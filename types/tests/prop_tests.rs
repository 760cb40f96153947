use proptest::prelude::*;

use hashcash_types::{Granularity, Stamp, StampTime};

/// Printable ASCII without the field delimiter.
fn field() -> impl Strategy<Value = String> {
    "[ -9;-~]{0,24}"
}

proptest! {
    /// Stamp roundtrip: parse(to_string(s)) == s field for field.
    #[test]
    fn stamp_roundtrip(
        bits in field(),
        timestamp in field(),
        resource in field(),
        extension in field(),
        random in field(),
        counter in field(),
    ) {
        let stamp = Stamp { bits, timestamp, resource, extension, random, counter };
        let text = stamp.to_string();
        let parsed = Stamp::parse(&text).unwrap();
        prop_assert_eq!(&parsed, &stamp);
        prop_assert_eq!(parsed.to_string(), text);
    }

    /// Parsing arbitrary text never panics, and anything accepted re-encodes verbatim.
    #[test]
    fn parse_is_total_and_verbatim(text in "\\PC{0,80}") {
        if let Ok(stamp) = Stamp::parse(&text) {
            prop_assert_eq!(stamp.to_string(), text);
        }
    }

    /// Colon-heavy inputs: only exactly seven fields with version 1 get through.
    #[test]
    fn field_count_is_enforced(parts in prop::collection::vec("[0-9a-z]{0,4}", 1..12)) {
        let text = parts.join(":");
        let result = Stamp::parse(&text);
        if parts.len() != 7 || parts[0] != "1" {
            prop_assert!(result.is_err());
        }
    }

    /// StampTime text roundtrip for every granularity.
    #[test]
    fn stamp_time_roundtrip(secs in -31_536_000i64..3_124_224_000, g in 0usize..3) {
        let instant = chrono::DateTime::<chrono::Utc>::from_timestamp(secs, 0).unwrap();
        let granularity = Granularity::COARSEST_FIRST[g];
        let time = StampTime::truncate(instant, granularity);
        prop_assert!(time.instant() <= instant);
        prop_assert!(instant.timestamp() - time.instant().timestamp() < granularity.unit_secs());
        let parsed = StampTime::parse(&time.to_string()).unwrap();
        prop_assert_eq!(parsed, time);
    }
}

§

• REQUIRED WORK: From the line that contains "prop_assert_eq!(stamp.to_string(), text);" through the final line of the entries above, every line must be reproduced exactly and nothing more.

• TASK RESULT:
            prop_assert_eq!(stamp.to_string(), text);
        }
    }

    /// Colon-heavy inputs: only exactly seven fields with version 1 get through.
    #[test]
    fn field_count_is_enforced(parts in prop::collection::vec("[0-9a-z]{0,4}", 1..12)) {
        let text = parts.join(":");
        let result = Stamp::parse(&text);
        if parts.len() != 7 || parts[0] != "1" {
            prop_assert!(result.is_err());
        }
    }

    /// StampTime text roundtrip for every granularity.
    #[test]
    fn stamp_time_roundtrip(secs in -31_536_000i64..3_124_224_000, g in 0usize..3) {
        let instant = chrono::DateTime::<chrono::Utc>::from_timestamp(secs, 0).unwrap();
        let granularity = Granularity::COARSEST_FIRST[g];
        let time = StampTime::truncate(instant, granularity);
        prop_assert!(time.instant() <= instant);
        prop_assert!(instant.timestamp() - time.instant().timestamp() < granularity.unit_secs());
        let parsed = StampTime::parse(&time.to_string()).unwrap();
        prop_assert_eq!(parsed, time);
    }
}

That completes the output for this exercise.